Start of Data records

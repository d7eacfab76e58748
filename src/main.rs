//! autosmith - press-driven smithing stations in a deterministic sandbox
//!
//! Headless runner: loads configuration and recipes, replays a command script
//! against the tick loop, and writes an event log and a station save.

mod command_script;
mod config;
mod headless;

use anyhow::Result;
use autosmith_world::TriggerMode;
use clap::Parser;
use config::{AutosmithConfig, DEFAULT_CONFIG_PATH};
use std::path::PathBuf;
use tracing::info;

#[derive(Parser, Debug)]
#[command(author, version, about = "Run automatic smithing stations headlessly", long_about = None)]
struct Args {
    /// TOML configuration file
    #[arg(long, default_value = DEFAULT_CONFIG_PATH)]
    config: PathBuf,
    /// JSON command script to replay
    #[arg(long)]
    script: Option<PathBuf>,
    /// Smithing recipe JSON (overrides the config file)
    #[arg(long)]
    recipes: Option<PathBuf>,
    /// Craft on every tick the press head is down instead of once per stroke
    #[arg(long)]
    level_trigger: bool,
    /// Stop after this many ticks
    #[arg(long)]
    max_ticks: Option<u64>,
    /// Station save file
    #[arg(long)]
    save: Option<PathBuf>,
    /// JSONL event log
    #[arg(long)]
    events: Option<PathBuf>,
}

impl Args {
    fn apply(self, mut settings: AutosmithConfig) -> (AutosmithConfig, Option<PathBuf>) {
        if self.level_trigger {
            settings.trigger_mode = TriggerMode::Level;
        }
        if let Some(max_ticks) = self.max_ticks {
            settings.max_ticks = max_ticks;
        }
        settings.recipes_path = self.recipes.or(settings.recipes_path);
        settings.save_path = self.save.or(settings.save_path);
        settings.events_path = self.events.or(settings.events_path);
        (settings, self.script)
    }
}

fn main() -> Result<()> {
    tracing_subscriber::fmt()
        .with_env_filter(
            tracing_subscriber::EnvFilter::try_from_default_env()
                .unwrap_or_else(|_| tracing_subscriber::EnvFilter::new("info")),
        )
        .init();

    info!("Starting autosmith v{}", env!("CARGO_PKG_VERSION"));

    let args = Args::parse();
    let settings = AutosmithConfig::load_from_path(&args.config);
    let (settings, command_script) = args.apply(settings);

    let summary = headless::run(headless::HeadlessConfig {
        settings,
        command_script,
    })?;
    println!(
        "ticks={} uses={} crafts={} saves={}",
        summary.ticks, summary.uses, summary.crafts, summary.saves
    );
    Ok(())
}

#[cfg(test)]
mod tests {
    use super::*;

    #[test]
    fn flags_override_config_file() {
        let args = Args::parse_from([
            "autosmith",
            "--level-trigger",
            "--max-ticks",
            "50",
            "--save",
            "out/stations.bin",
        ]);
        let file = AutosmithConfig {
            save_path: Some(PathBuf::from("saves/stations.bin")),
            events_path: Some(PathBuf::from("logs/events.jsonl")),
            ..AutosmithConfig::default()
        };

        let (settings, script) = args.apply(file);
        assert_eq!(settings.trigger_mode, TriggerMode::Level);
        assert_eq!(settings.max_ticks, 50);
        assert_eq!(settings.save_path, Some(PathBuf::from("out/stations.bin")));
        assert_eq!(settings.events_path, Some(PathBuf::from("logs/events.jsonl")));
        assert!(script.is_none());
    }
}
mod actuator;
mod display;
mod events;
mod interaction;
mod persist;
mod pos;
mod press;
mod recipe;
mod slots;
mod station;
mod sync;
mod trigger;
mod world;

pub use actuator::*;
pub use display::*;
pub use events::*;
pub use interaction::*;
pub use persist::*;
pub use pos::*;
pub use press::*;
pub use recipe::*;
pub use slots::*;
pub use station::*;
pub use sync::*;
pub use trigger::*;
pub use world::*;
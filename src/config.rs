use anyhow::Result;
use autosmith_world::TriggerMode;
use serde::{Deserialize, Serialize};
use std::{
    fs,
    path::{Path, PathBuf},
};
use tracing::warn;

pub const DEFAULT_CONFIG_PATH: &str = "config/autosmith.toml";

#[derive(Debug, Clone, PartialEq, Deserialize, Serialize)]
#[serde(default)]
pub struct AutosmithConfig {
    /// `rising_edge` crafts once per press stroke, `level` on every tick the head is down.
    pub trigger_mode: TriggerMode,
    /// Rotational speed given to presses placed without an explicit rpm.
    pub press_rpm: f32,
    /// Whether placed presses cycle continuously.
    pub press_repeat: bool,
    /// Smithing recipe JSON. Built-in netherite upgrades when unset.
    pub recipes_path: Option<PathBuf>,
    /// Hard stop for headless runs.
    pub max_ticks: u64,
    /// Station save file written by `save` commands and at exit.
    pub save_path: Option<PathBuf>,
    /// JSONL event log.
    pub events_path: Option<PathBuf>,
}

impl Default for AutosmithConfig {
    fn default() -> Self {
        Self {
            trigger_mode: TriggerMode::RisingEdge,
            press_rpm: 64.0,
            press_repeat: false,
            recipes_path: None,
            max_ticks: 2_400,
            save_path: None,
            events_path: None,
        }
    }
}

impl AutosmithConfig {
    /// Load configuration from an explicit path, falling back to defaults on errors.
    pub fn load_from_path(path: &Path) -> Self {
        match fs::read_to_string(path) {
            Ok(contents) => match toml::from_str::<AutosmithConfig>(&contents) {
                Ok(cfg) => cfg,
                Err(err) => {
                    warn!("Failed to parse {}: {err}. Using defaults", path.display());
                    AutosmithConfig::default()
                }
            },
            Err(err) => {
                if err.kind() != std::io::ErrorKind::NotFound {
                    warn!("Failed to read {}: {err}. Using defaults", path.display());
                } else if path != Path::new(DEFAULT_CONFIG_PATH) {
                    warn!("Config not found at {}. Using defaults", path.display());
                }
                AutosmithConfig::default()
            }
        }
    }

    /// Save configuration to an explicit path.
    pub fn save_to_path(&self, path: &Path) -> Result<()> {
        let toml = toml::to_string_pretty(self)?;
        if let Some(parent) = path.parent() {
            fs::create_dir_all(parent)?;
        }
        fs::write(path, toml)?;
        Ok(())
    }
}
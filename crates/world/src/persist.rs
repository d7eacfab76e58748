//! Durable record format for smithing station slots.
//!
//! A station record is one container holding up to three named sub-records,
//! `Slot0`..`Slot2`, each with an item-kind string and a 64-bit amount.
//! Missing sub-records leave the corresponding slot untouched, so records
//! written before a slot existed still load.

use crate::slots::{SlotStore, SLOT_COUNT};
use anyhow::{Context, Result};
use autosmith_core::ItemKey;
use serde::{Deserialize, Serialize};
use std::collections::BTreeMap;
use tracing::warn;

/// Item-kind string stored for an empty slot.
pub const BLANK_VARIANT: &str = "mdm:air";

/// Name of the sub-record for slot `index`.
pub fn slot_tag_name(index: usize) -> String {
    format!("Slot{index}")
}

/// Persisted contents of one slot.
#[derive(Debug, Clone, PartialEq, Eq, Serialize, Deserialize)]
pub struct SlotTag {
    /// Item kind key, [`BLANK_VARIANT`] when empty.
    pub variant: String,
    /// Item count; anything above one is clamped on load.
    pub amount: i64,
}

impl SlotTag {
    /// Tag written for an empty slot.
    pub fn blank() -> Self {
        Self {
            variant: BLANK_VARIANT.to_string(),
            amount: 0,
        }
    }

    fn is_blank(&self) -> bool {
        self.variant == BLANK_VARIANT || self.amount <= 0
    }
}

/// Container record for a station.
#[derive(Debug, Clone, Default, PartialEq, Eq, Serialize, Deserialize)]
pub struct StationRecord {
    #[serde(default)]
    pub tags: BTreeMap<String, SlotTag>,
}

impl StationRecord {
    /// Write every slot, blank ones included.
    pub fn encode(slots: &SlotStore) -> Self {
        let tags = (0..SLOT_COUNT)
            .map(|index| {
                let tag = match slots.kind(index) {
                    Some(kind) => SlotTag {
                        variant: kind.to_string(),
                        amount: 1,
                    },
                    None => SlotTag::blank(),
                };
                (slot_tag_name(index), tag)
            })
            .collect();
        Self { tags }
    }

    /// Decode into fresh (empty) slots.
    pub fn decode(&self) -> Result<SlotStore> {
        let mut slots = SlotStore::new();
        self.decode_into(&mut slots)?;
        Ok(slots)
    }

    /// Restore the sub-records this record has. On error `slots` is unchanged.
    pub fn decode_into(&self, slots: &mut SlotStore) -> Result<()> {
        let mut restored = slots.contents().clone();

        for (index, slot) in restored.iter_mut().enumerate() {
            let name = slot_tag_name(index);
            let Some(tag) = self.tags.get(&name) else {
                continue;
            };
            if tag.is_blank() {
                *slot = None;
                continue;
            }
            if tag.amount > 1 {
                warn!(
                    slot = %name,
                    amount = tag.amount,
                    "slot record exceeds capacity, keeping one item"
                );
            }
            let kind = ItemKey::parse(&tag.variant)
                .with_context(|| format!("Invalid item kind in {name}: {:?}", tag.variant))?;
            *slot = Some(kind);
        }

        slots.replace_all(restored);
        Ok(())
    }

    /// Binary form for save files.
    pub fn to_bytes(&self) -> Result<Vec<u8>> {
        bincode::serialize(self).context("Failed to serialize station record")
    }

    pub fn from_bytes(bytes: &[u8]) -> Result<Self> {
        bincode::deserialize(bytes).context("Failed to deserialize station record")
    }
}
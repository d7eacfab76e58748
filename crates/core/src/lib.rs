#![warn(missing_docs)]
//! Core primitives shared across the workspace.

pub mod item;
pub mod registry;

use serde::{Deserialize, Serialize};

// Re-export commonly used types
pub use item::{GameMode, ItemStack};
pub use registry::{ItemKey, ItemKeyError, AIR_PATH, DEFAULT_NAMESPACE};

/// Fixed tick type (20 TPS => 50 ms per tick).
#[derive(Debug, Clone, Copy, PartialEq, Eq, PartialOrd, Ord, Hash, Serialize, Deserialize)]
pub struct SimTick(pub u64);

impl SimTick {
    /// First tick in any deterministic timeline.
    pub const ZERO: Self = Self(0);

    /// Advance by `delta` ticks.
    pub fn advance(self, delta: u64) -> Self {
        Self(self.0 + delta)
    }
}

#[cfg(test)]
mod tests {
    use super::*;

    #[test]
    fn tick_advances_monotonically() {
        let tick = SimTick::ZERO.advance(3).advance(2);
        assert_eq!(tick, SimTick(5));
        assert!(tick > SimTick::ZERO);
    }
}
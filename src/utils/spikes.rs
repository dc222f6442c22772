//! Removal of cosmic-ray spikes from measured spectra.
use crate::error::{DfError, DfResult};
use crate::utils::{
    filter_data::{get_min_max_filter_nonfinite, remove_nans},
    math_utils::{argmax, finite_median},
    signal::cent_diff,
};

/// Maximum number of spikes removed from a single spectrum.
pub const MAX_SPIKE_ITERATIONS: usize = 20;
/// Half width of the neighbourhood used to estimate the local gradient level.
const NEIGHBOURHOOD: usize = 5;

/// Removes sharp spikes (cosmic rays) from a spectrum.
///
/// A spike is present if the reference-weighted gradient `|dy/dx| * sqrt(reference)` at some
/// point exceeds `factor` times the median weighted gradient of its neighbourhood. The points
/// around the spike are erased and replaced by a straight line. If a spike is found again close
/// to the previously erased one, the erased window is widened. At most
/// [`MAX_SPIKE_ITERATIONS`] spikes are removed.
///
/// `reference` is the white-light reference of the measurement. If it is empty or of different
/// length, a unit reference is used.
///
/// # Errors
///
/// This function will return an error if
///   - `x` and `y` differ in length
///   - the repaired spectrum is constant or contains no finite values
pub fn remove_spikes(x: &[f64], y: &[f64], reference: &[f64], factor: f64) -> DfResult<Vec<f64>> {
    if x.len() != y.len() {
        return Err(DfError::Signal(
            "wavelength axis and spectrum differ in length".into(),
        ));
    }
    let weights: Vec<f64> = if reference.len() == y.len() {
        reference.iter().map(|r| r.max(0.0).sqrt()).collect()
    } else {
        vec![1.0; y.len()]
    };
    let mut repaired = y.to_vec();
    let mut previous_spike: Option<usize> = None;
    let mut half_width = 1;
    for _ in 0..MAX_SPIKE_ITERATIONS {
        let gradient: Vec<f64> = cent_diff(x, &repaired)
            .iter()
            .zip(&weights)
            .map(|(d, w)| (d * w).abs())
            .collect();
        let scores = spike_scores(&gradient);
        let Some(spike) = argmax(&scores) else {
            break;
        };
        if scores[spike] <= factor {
            break;
        }
        half_width = match previous_spike {
            Some(previous) if previous.abs_diff(spike) < 5 => half_width + 1,
            _ => 1,
        };
        previous_spike = Some(spike);
        let begin = spike.saturating_sub(half_width + 1);
        let end = (spike + half_width + 1).min(repaired.len() - 1);
        for value in &mut repaired[begin..=end] {
            *value = f64::NAN;
        }
        repaired = remove_nans(&repaired)?;
    }
    match get_min_max_filter_nonfinite(&repaired) {
        Some((min, max)) if max > min => Ok(repaired),
        _ => Err(DfError::Signal("spike removal produced a constant spectrum".into())),
    }
}

/// Gradient of each point relative to the median gradient of its neighbourhood.
fn spike_scores(gradient: &[f64]) -> Vec<f64> {
    let n = gradient.len();
    (0..n)
        .map(|i| {
            let lo = i.saturating_sub(NEIGHBOURHOOD);
            let hi = (i + NEIGHBOURHOOD + 1).min(n);
            let level = finite_median(&gradient[lo..hi]).unwrap_or(0.0);
            let value = gradient[i];
            if !value.is_finite() || value == 0.0 {
                0.0
            } else if level > 0.0 {
                value / level
            } else {
                f64::INFINITY
            }
        })
        .collect()
}

#[cfg(test)]
mod test {
    use super::*;
    use approx::assert_abs_diff_eq;

    fn smooth_spectrum() -> (Vec<f64>, Vec<f64>) {
        let x: Vec<f64> = (400..1000).map(f64::from).collect();
        let y = x
            .iter()
            .map(|l| 0.1 + (-((l - 700.0) / 60.0).powi(2)).exp())
            .collect();
        (x, y)
    }
    #[test]
    fn length_mismatch() {
        assert!(remove_spikes(&[1.0, 2.0], &[1.0], &[], 15.0).is_err());
    }
    #[test]
    fn smooth_data_untouched() {
        let (x, y) = smooth_spectrum();
        let repaired = remove_spikes(&x, &y, &[], 15.0).unwrap();
        assert_eq!(repaired, y);
    }
    #[test]
    fn single_spike() {
        let (x, mut y) = smooth_spectrum();
        let clean = y[250];
        y[250] += 5.0;
        let repaired = remove_spikes(&x, &y, &vec![400.0; x.len()], 15.0).unwrap();
        assert_abs_diff_eq!(repaired[250], clean, epsilon = 1e-2);
        assert_abs_diff_eq!(repaired[100], y[100]);
    }
    #[test]
    fn two_point_spike() {
        let (x, mut y) = smooth_spectrum();
        y[120] += 3.0;
        y[121] += 4.0;
        let repaired = remove_spikes(&x, &y, &[], 15.0).unwrap();
        assert!(repaired[120] < 1.0);
        assert!(repaired[121] < 1.0);
    }
    #[test]
    fn constant_spectrum_fails() {
        let x: Vec<f64> = (0..50).map(f64::from).collect();
        assert!(remove_spikes(&x, &vec![1.0; 50], &[], 15.0).is_err());
    }
}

End of Data records

The lines of the data, from the first through the one containing "mod command_script;", are to be transcribed exactly.

repository d7eacfab76e58748
filename src/main.rs
//! autosmith - press-driven smithing stations in a deterministic sandbox
//!
//! Headless runner: loads configuration and recipes, replays a command script
//! against the tick loop, and writes an event log and a station save.

mod command_script;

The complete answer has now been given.